The ECPA isn't just about unauthorized access. It also has provisions, such as
the Stored Communications Act (a subset of the ECPA), that apply to the 3P
situation you described where "Government request[s] these records." For
example, 18 U.S.C. 2703(a) (titled "Required disclosure of customer
communications or records") reads "[a] governmental entity may require the
disclosure by a provider of electronic communication service of the contents
of a wire or electronic communication, that is in electronic storage in ..."

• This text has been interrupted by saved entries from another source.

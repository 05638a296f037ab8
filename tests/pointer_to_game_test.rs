//! End-to-end: terminal mouse events -> pointer tracker -> game state.

use crossterm::event::{KeyModifiers, MouseButton, MouseEvent, MouseEventKind};

use tui_tictactoe::core::{ClickOutcome, GameState};
use tui_tictactoe::input::PointerTracker;
use tui_tictactoe::term::{GameView, Viewport};
use tui_tictactoe::types::{Cell, InputSource, Player, Status, N};

fn mouse(kind: MouseEventKind, column: u16, row: u16) -> MouseEvent {
    MouseEvent {
        kind,
        column,
        row,
        modifiers: KeyModifiers::NONE,
    }
}

struct Harness {
    view: GameView,
    viewport: Viewport,
    pointer: PointerTracker,
    game: GameState,
}

impl Harness {
    fn new(width: u16, height: u16) -> Self {
        let view = GameView::default();
        let viewport = Viewport::new(width, height);
        let mut pointer = PointerTracker::new();
        pointer.set_screen_map(view.screen_map(viewport));
        Self {
            view,
            viewport,
            pointer,
            game: GameState::new(),
        }
    }

    /// Terminal position at the centre of board cell (row, col).
    fn cell_centre(&self, row: usize, col: usize) -> (u16, u16) {
        let map = self.view.screen_map(self.viewport);
        let (cw, ch) = self.view.cell_size();
        (
            map.origin_x + col as u16 * cw + cw / 2,
            map.origin_y + row as u16 * ch + ch / 2,
        )
    }

    /// Press and release at a terminal position, then run one tick.
    fn click_terminal(&mut self, column: u16, row: u16) -> Option<ClickOutcome> {
        self.pointer
            .handle_mouse(mouse(MouseEventKind::Down(MouseButton::Left), column, row));
        self.pointer
            .handle_mouse(mouse(MouseEventKind::Up(MouseButton::Left), column, row));
        self.game.update(&mut self.pointer)
    }

    fn click_cell(&mut self, row: usize, col: usize) -> Option<ClickOutcome> {
        let (column, line) = self.cell_centre(row, col);
        self.click_terminal(column, line)
    }
}

#[test]
fn click_on_drawn_cell_marks_that_cell() {
    for row in 0..N {
        for col in 0..N {
            let mut h = Harness::new(60, 30);
            let outcome = h.click_cell(row, col);
            assert_eq!(
                outcome,
                Some(ClickOutcome::Placed {
                    row,
                    col,
                    player: Player::X,
                    status: Status::Running,
                })
            );
            assert_eq!(h.game.board().get(row, col), Some(Cell::PlayerX));
        }
    }
}

#[test]
fn click_beside_the_board_is_ignored() {
    let mut h = Harness::new(60, 30);
    let map = h.view.screen_map(h.viewport);

    assert_eq!(h.click_terminal(0, 0), Some(ClickOutcome::OutOfBounds));
    assert_eq!(
        h.click_terminal(map.origin_x + map.width, map.origin_y),
        Some(ClickOutcome::OutOfBounds)
    );
    assert_eq!(h.game.board().empty_count(), N * N);
}

#[test]
fn no_release_means_no_update() {
    let mut h = Harness::new(60, 30);
    let (column, row) = h.cell_centre(1, 1);

    h.pointer
        .handle_mouse(mouse(MouseEventKind::Down(MouseButton::Left), column, row));
    h.pointer
        .handle_mouse(mouse(MouseEventKind::Drag(MouseButton::Left), column, row));
    assert_eq!(h.game.update(&mut h.pointer), None);
    assert!(!h.pointer.just_released());
}

#[test]
fn full_game_through_the_mouse() {
    let mut h = Harness::new(60, 30);
    for (row, col) in [(0, 0), (1, 0), (1, 1), (2, 0), (2, 2)] {
        h.click_cell(row, col);
    }
    assert_eq!(h.game.status(), Status::PlayerXWon);

    // Any click, even off the board, starts a new game.
    assert_eq!(h.click_terminal(0, 0), Some(ClickOutcome::Reset));
    assert_eq!(h.game.status(), Status::Running);
    assert_eq!(h.game.current_player(), Player::X);
}

#[test]
fn move_after_release_within_a_tick_keeps_the_release_cell() {
    let mut h = Harness::new(60, 30);
    let (column, row) = h.cell_centre(0, 0);
    let (away_col, away_row) = h.cell_centre(2, 2);

    h.pointer
        .handle_mouse(mouse(MouseEventKind::Down(MouseButton::Left), column, row));
    h.pointer
        .handle_mouse(mouse(MouseEventKind::Up(MouseButton::Left), column, row));
    h.pointer
        .handle_mouse(mouse(MouseEventKind::Moved, away_col, away_row));

    let outcome = h.game.update(&mut h.pointer);
    assert!(matches!(outcome, Some(ClickOutcome::Placed { row: 0, col: 0, .. })));
    assert_eq!(h.game.board().get(2, 2), Some(Cell::Empty));
}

In response to the original comment, the State's position that "it could
warrantlessly get cell phone location data to find anyone, anytime, at any
place as long as it was less than six hours old" was in part based on a
previous Supreme Court case, Carpenter v. United States. Carpenter concerned
federal prosecutors' attempts to get CSLI information using a court order
pursuant to the Stored Communications Act -- 18 U.S.C. 2703(d).

------
phsource
While I personally agree with the ruling, there's a good chance that it will
get appealed (and potentially overturned), since US v. Carpenter, decided back
in 2017, had a narrow holding.

The article mentions that the EFF:

> ...asked the court to recognize, as the Supreme Court did in U.S. v
> Carpenter, that people have a constitutional right to privacy in their
> physical movements.

But SCOTUSblog's reporting of that decision makes it clear that [1]:

> Roberts also left open the possibility that law-enforcement officials might
> not need a warrant to obtain cell-site location records for a shorter period
> of time than the seven days at issue in Carpenter’s case – which might allow
> them to get information about where someone was on the day of a crime, for
> example.

There are two dimensions involved: who's being tracked, and how long it's been
tracked. In Carpenter's case, someone was tracked for 7 days without a
warrant, while in Almonor, it was only 6 hours. Additionally, the EFF post
suggests that this was a much more targeted search (one for specific suspects
only) than the one in Carpenter.

As much as I dislike the idea of warrantless phone tracking, since Roberts
crossed over to vote with the liberals on the side of a narrow majority on
Carpenter, there's a decent chance this might get overturned on appeal.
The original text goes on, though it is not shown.